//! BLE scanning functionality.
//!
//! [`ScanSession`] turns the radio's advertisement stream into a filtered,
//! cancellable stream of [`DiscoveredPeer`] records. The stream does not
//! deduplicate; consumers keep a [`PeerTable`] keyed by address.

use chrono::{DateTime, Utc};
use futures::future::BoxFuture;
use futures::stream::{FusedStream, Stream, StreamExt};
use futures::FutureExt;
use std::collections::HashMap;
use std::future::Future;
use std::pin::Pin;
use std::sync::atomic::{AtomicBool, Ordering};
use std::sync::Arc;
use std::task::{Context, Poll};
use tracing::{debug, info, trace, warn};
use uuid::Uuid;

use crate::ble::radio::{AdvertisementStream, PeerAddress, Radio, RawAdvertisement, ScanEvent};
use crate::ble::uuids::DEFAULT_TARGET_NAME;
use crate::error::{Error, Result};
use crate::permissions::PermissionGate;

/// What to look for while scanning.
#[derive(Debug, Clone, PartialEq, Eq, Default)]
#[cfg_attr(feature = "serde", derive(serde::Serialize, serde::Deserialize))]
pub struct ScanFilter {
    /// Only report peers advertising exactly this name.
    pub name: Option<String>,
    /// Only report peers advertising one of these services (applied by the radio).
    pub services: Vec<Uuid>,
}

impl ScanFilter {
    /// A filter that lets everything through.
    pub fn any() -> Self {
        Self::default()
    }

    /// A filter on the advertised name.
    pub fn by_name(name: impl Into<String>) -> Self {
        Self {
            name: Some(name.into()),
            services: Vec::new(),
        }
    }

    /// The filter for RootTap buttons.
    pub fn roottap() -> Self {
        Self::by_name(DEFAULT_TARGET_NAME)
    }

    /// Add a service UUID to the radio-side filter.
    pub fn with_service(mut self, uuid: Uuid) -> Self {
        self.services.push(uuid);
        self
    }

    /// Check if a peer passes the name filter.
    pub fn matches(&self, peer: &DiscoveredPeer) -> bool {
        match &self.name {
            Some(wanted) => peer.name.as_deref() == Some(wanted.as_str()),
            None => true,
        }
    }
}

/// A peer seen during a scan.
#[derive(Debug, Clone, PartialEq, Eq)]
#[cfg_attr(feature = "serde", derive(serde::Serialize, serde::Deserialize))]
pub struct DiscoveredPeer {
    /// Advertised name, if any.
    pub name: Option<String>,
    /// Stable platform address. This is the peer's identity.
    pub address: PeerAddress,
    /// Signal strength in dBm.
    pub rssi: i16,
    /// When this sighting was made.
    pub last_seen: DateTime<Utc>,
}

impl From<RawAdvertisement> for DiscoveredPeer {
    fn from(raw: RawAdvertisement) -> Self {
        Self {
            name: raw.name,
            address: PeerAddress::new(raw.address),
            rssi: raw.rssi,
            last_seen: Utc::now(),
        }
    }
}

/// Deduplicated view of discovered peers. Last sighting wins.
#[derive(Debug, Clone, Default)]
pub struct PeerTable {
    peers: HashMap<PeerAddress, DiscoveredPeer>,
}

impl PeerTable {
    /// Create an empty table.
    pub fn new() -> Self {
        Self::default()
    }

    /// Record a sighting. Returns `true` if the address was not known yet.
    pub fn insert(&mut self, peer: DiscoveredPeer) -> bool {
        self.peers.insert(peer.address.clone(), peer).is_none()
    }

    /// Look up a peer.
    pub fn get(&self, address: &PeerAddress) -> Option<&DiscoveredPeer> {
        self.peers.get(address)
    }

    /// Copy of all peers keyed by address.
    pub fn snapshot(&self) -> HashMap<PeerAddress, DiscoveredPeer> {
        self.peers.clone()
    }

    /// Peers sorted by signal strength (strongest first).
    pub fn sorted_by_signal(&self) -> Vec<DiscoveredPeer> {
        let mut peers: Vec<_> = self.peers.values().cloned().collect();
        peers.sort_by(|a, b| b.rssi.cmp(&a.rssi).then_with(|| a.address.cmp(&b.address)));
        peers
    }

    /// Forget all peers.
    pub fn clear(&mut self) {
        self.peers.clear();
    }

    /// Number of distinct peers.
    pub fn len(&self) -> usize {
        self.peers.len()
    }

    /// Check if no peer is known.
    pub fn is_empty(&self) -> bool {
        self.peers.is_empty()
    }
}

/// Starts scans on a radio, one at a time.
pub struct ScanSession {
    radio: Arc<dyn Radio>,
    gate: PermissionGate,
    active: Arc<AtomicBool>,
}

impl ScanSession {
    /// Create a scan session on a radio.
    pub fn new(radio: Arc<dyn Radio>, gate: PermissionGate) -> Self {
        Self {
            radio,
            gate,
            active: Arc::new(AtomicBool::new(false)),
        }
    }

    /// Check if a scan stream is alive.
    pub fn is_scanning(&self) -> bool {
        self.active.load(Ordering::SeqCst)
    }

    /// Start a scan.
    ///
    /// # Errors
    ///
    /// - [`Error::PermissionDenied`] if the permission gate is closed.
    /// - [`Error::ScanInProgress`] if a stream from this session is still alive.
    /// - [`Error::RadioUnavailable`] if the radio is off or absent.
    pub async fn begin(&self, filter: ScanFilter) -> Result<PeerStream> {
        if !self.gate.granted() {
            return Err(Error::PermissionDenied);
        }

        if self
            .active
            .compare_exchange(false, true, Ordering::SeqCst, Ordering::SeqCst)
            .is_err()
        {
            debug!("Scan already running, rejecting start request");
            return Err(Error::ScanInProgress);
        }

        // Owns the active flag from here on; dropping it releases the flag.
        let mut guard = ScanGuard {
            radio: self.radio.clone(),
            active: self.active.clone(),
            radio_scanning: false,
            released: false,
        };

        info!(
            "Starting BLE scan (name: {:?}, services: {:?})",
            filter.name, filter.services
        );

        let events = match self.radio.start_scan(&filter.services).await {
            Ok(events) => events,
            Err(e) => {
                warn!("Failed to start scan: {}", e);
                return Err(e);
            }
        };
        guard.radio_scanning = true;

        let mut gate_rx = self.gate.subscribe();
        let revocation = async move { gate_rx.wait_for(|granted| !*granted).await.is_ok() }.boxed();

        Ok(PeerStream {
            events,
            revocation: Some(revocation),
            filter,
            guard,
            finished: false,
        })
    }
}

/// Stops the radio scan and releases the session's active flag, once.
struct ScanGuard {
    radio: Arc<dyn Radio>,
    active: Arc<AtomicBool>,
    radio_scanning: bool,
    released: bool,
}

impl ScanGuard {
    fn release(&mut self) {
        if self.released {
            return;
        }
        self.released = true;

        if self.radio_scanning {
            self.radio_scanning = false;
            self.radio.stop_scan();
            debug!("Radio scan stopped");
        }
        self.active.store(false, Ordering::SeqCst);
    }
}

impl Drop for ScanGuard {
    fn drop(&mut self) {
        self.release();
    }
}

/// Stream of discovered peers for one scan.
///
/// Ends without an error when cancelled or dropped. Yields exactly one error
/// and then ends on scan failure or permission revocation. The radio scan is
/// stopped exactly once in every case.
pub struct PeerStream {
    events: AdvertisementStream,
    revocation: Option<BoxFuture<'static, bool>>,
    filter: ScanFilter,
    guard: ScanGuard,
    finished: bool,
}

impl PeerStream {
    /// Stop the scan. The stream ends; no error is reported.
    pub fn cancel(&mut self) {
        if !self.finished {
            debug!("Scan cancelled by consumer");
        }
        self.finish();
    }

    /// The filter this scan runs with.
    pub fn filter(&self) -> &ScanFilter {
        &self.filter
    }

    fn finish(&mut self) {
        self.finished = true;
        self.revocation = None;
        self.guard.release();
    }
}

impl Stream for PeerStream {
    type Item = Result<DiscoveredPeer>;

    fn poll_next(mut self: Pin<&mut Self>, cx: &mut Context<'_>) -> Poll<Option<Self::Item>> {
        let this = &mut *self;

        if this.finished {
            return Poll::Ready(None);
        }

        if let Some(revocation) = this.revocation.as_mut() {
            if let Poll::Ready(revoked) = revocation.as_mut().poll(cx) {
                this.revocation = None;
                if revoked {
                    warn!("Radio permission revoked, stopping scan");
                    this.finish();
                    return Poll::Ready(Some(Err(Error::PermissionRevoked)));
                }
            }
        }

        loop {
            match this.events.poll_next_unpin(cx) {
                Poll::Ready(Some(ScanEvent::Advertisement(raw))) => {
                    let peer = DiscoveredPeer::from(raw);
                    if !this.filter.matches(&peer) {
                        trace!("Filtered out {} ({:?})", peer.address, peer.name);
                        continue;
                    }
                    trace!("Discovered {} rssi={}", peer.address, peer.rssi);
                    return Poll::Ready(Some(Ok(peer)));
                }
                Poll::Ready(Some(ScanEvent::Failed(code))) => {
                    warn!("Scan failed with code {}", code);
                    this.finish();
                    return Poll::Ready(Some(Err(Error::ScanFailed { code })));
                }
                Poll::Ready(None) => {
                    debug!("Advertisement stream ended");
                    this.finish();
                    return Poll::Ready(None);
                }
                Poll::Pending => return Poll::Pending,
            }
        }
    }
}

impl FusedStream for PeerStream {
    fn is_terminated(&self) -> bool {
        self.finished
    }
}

+++

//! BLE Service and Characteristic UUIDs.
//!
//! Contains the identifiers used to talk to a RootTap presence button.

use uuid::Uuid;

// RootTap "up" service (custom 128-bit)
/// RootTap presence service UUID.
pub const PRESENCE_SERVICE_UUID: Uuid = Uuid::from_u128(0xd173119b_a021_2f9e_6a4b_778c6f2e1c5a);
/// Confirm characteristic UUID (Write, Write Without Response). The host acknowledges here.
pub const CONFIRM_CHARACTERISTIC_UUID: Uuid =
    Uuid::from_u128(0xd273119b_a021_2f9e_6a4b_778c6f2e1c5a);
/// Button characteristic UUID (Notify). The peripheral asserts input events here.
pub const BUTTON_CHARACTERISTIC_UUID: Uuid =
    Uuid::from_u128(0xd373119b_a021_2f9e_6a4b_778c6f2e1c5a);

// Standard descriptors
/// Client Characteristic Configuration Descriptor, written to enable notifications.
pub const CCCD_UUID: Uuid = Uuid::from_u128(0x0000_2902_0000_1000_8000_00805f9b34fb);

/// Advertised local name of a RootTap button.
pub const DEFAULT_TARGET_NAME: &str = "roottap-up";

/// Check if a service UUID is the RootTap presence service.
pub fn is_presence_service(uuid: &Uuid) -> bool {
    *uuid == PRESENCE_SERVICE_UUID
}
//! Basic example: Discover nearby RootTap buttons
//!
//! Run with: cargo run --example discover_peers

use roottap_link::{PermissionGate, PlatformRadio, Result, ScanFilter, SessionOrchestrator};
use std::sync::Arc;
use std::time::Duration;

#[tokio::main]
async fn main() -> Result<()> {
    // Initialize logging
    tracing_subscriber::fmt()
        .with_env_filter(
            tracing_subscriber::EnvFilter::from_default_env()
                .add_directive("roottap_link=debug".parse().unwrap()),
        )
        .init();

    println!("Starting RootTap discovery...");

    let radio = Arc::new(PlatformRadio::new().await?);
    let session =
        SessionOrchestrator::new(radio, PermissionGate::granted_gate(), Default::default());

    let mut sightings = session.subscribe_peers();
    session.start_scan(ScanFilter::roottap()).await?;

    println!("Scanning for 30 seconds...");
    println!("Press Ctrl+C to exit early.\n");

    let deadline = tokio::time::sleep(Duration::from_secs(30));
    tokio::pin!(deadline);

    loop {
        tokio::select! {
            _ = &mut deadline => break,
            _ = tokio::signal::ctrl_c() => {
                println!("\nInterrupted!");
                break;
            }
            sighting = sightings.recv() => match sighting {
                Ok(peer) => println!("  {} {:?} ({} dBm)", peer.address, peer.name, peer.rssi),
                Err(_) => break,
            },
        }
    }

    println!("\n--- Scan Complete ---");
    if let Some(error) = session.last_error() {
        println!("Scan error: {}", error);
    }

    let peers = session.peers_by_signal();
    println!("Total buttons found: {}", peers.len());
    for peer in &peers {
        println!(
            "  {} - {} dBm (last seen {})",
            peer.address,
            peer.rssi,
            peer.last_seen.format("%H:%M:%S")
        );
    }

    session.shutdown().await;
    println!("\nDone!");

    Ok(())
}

+++

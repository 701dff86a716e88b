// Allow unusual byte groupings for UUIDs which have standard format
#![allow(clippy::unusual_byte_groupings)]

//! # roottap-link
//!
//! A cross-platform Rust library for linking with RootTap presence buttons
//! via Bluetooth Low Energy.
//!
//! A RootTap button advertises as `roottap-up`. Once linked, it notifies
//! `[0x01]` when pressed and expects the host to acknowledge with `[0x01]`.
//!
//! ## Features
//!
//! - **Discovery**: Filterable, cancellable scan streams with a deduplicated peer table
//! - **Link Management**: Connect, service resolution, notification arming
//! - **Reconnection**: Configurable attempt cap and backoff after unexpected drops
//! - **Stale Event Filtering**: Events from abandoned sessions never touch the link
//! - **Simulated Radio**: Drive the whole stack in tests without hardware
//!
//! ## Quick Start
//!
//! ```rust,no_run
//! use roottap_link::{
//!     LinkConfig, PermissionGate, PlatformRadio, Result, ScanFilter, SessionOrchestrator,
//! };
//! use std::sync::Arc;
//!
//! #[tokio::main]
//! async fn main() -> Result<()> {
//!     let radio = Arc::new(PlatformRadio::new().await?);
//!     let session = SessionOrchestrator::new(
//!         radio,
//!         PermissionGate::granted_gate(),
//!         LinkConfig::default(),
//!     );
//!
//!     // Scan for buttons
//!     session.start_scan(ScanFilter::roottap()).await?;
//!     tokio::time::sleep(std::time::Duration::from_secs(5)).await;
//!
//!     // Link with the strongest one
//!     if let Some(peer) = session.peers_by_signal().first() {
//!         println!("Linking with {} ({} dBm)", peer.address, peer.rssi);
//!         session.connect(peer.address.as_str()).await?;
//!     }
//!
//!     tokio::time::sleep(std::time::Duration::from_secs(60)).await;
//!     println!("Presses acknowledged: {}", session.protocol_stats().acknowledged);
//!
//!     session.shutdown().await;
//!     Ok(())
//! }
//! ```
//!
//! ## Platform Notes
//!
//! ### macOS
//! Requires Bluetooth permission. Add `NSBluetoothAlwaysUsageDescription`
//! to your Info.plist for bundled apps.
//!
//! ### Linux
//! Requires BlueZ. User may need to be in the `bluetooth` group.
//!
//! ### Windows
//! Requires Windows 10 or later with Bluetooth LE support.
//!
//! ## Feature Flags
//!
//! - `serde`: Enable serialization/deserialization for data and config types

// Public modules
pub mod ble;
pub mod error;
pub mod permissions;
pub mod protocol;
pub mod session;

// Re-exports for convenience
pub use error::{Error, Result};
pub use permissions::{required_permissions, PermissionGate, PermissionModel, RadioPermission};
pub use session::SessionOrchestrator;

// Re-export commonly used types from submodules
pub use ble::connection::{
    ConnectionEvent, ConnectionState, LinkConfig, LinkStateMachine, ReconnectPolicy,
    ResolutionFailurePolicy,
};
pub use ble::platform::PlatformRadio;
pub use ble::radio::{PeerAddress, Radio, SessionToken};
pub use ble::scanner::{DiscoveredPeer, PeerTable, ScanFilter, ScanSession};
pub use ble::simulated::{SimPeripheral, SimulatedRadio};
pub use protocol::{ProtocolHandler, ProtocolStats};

+++

§ **WORK INSTRUCTIONS**
Among the entries above, locate the lines containing "let this = &mut *self;" and "if let Poll::Ready(revoked)", and transcribe exactly those two lines and all lines between.

§ **RESPONSE TO THE EXERCISE**
        let this = &mut *self;

        if this.finished {
            return Poll::Ready(None);
        }

        if let Some(revocation) = this.revocation.as_mut() {
            if let Poll::Ready(revoked) = revocation.as_mut().poll(cx) {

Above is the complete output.